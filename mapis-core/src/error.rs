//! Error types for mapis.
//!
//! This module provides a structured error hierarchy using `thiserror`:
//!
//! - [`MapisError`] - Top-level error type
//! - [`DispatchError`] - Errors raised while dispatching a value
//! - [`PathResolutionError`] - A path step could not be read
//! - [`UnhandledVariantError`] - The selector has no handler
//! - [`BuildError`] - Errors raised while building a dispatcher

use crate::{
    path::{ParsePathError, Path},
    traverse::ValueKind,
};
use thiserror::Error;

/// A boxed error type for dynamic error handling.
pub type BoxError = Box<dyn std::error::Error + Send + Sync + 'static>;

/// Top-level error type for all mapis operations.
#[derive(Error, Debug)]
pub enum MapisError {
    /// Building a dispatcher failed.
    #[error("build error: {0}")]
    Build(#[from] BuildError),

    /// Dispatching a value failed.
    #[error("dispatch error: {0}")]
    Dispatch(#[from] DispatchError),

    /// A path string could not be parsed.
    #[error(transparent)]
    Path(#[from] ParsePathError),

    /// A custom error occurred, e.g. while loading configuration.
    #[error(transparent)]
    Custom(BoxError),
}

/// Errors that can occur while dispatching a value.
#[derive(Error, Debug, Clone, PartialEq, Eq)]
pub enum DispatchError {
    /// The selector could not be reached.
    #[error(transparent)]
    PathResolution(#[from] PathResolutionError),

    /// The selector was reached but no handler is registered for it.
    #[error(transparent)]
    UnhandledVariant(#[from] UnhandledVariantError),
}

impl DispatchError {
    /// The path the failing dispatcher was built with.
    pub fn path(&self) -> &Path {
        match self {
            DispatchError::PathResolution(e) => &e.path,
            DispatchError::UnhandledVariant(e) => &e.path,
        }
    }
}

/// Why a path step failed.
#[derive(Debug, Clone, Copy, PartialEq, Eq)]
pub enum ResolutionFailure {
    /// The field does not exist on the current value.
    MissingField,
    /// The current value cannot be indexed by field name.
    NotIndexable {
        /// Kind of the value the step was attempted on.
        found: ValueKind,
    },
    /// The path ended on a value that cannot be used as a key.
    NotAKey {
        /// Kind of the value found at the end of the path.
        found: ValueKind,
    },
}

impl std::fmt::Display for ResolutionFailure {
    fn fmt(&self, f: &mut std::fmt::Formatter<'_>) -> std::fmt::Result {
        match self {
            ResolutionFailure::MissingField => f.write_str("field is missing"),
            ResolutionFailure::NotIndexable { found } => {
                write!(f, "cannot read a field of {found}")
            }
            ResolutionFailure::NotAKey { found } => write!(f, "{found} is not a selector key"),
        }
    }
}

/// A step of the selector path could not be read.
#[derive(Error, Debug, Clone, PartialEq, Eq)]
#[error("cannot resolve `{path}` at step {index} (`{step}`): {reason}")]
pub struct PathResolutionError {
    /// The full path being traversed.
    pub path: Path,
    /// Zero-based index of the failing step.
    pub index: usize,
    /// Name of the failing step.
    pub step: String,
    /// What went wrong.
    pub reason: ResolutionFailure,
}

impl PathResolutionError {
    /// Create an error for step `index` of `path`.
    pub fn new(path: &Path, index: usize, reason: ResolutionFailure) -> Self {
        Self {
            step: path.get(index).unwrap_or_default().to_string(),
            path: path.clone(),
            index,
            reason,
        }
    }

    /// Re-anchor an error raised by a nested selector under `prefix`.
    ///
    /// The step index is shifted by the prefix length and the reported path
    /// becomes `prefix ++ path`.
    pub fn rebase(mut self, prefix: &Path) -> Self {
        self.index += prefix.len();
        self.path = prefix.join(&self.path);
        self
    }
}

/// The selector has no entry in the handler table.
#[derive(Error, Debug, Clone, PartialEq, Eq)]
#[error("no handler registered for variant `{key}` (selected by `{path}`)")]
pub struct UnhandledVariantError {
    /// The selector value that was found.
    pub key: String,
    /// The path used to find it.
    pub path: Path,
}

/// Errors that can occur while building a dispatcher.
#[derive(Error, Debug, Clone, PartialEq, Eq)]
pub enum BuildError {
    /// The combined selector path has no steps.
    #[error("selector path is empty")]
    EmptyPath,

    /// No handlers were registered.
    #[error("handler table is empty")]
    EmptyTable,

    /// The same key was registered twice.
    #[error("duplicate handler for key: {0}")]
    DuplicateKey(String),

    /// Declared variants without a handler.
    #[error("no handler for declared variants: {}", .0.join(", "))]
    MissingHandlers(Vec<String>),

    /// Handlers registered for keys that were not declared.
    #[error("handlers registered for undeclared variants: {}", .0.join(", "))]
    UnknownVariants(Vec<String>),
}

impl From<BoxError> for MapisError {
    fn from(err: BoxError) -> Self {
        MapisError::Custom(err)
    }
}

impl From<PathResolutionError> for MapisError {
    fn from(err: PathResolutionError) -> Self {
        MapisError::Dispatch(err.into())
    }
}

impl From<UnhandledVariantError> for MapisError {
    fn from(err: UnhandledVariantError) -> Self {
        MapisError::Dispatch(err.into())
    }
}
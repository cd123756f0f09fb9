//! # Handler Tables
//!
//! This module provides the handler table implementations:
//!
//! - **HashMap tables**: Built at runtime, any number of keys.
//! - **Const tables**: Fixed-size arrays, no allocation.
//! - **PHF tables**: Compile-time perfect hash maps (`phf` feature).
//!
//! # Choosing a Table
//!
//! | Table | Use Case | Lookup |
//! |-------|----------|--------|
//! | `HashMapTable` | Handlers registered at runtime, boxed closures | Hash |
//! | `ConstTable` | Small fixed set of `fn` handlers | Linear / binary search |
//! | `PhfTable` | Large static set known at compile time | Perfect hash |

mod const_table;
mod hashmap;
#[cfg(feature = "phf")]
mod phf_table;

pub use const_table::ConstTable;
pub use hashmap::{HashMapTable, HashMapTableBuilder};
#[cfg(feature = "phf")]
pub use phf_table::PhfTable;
* * *
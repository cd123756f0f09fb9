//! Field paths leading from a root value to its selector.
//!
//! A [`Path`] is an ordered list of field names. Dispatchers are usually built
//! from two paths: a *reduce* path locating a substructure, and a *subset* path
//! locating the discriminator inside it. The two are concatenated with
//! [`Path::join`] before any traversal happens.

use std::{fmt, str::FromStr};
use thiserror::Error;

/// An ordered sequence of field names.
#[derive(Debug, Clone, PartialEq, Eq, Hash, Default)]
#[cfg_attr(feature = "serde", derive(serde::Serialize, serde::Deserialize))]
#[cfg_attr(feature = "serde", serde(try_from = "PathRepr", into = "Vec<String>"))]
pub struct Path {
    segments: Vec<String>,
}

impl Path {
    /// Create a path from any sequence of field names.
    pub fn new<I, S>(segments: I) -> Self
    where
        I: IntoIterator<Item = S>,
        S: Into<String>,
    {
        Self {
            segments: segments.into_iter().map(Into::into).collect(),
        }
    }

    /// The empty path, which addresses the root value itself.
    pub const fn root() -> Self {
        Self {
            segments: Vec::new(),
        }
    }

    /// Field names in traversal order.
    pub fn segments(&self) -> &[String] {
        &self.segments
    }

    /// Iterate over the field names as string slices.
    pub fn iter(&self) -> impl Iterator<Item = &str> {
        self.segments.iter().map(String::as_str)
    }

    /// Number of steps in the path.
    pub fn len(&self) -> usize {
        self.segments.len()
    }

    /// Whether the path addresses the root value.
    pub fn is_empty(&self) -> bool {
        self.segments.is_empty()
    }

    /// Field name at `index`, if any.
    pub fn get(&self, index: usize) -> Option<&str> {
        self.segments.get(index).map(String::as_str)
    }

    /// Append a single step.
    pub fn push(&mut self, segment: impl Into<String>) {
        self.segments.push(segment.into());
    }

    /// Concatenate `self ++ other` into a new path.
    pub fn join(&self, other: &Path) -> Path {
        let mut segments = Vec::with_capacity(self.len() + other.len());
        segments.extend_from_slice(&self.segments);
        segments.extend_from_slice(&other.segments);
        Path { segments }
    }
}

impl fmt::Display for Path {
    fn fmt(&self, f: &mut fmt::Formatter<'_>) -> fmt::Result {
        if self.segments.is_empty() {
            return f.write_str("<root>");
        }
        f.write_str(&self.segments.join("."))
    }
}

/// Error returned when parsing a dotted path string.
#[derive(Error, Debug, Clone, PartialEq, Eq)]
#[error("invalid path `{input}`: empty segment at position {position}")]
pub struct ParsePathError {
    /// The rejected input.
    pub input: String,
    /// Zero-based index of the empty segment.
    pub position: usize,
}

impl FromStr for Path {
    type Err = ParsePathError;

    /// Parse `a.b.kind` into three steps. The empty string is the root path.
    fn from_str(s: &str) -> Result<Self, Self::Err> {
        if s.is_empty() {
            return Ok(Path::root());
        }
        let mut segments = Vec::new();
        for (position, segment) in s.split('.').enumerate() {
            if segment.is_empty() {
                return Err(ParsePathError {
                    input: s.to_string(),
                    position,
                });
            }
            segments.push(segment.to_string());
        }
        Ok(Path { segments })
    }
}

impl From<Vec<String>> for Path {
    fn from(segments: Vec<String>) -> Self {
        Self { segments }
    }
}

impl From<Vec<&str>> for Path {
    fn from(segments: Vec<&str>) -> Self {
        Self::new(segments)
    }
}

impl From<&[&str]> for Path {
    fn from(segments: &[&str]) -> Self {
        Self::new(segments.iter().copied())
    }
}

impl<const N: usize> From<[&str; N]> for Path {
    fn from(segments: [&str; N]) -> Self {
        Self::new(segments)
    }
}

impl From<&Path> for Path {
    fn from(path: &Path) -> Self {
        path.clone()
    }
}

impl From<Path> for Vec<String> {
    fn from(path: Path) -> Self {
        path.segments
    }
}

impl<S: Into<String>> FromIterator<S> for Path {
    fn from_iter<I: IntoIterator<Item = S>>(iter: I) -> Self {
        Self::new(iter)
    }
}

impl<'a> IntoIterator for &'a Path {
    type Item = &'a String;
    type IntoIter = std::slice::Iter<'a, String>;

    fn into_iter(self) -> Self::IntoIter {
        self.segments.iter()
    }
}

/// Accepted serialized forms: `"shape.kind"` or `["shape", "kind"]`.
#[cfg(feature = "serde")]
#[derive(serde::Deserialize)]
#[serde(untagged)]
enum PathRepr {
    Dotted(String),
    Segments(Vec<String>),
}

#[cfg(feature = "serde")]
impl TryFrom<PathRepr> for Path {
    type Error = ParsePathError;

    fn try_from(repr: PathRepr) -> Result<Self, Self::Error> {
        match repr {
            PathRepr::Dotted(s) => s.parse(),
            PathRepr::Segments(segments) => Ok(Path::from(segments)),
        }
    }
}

What you need to do:
For every line in the listing above that contains "were", copy that line.

Exercise answer:
    /// No handlers were registered.
    /// Handlers registered for keys that were not declared.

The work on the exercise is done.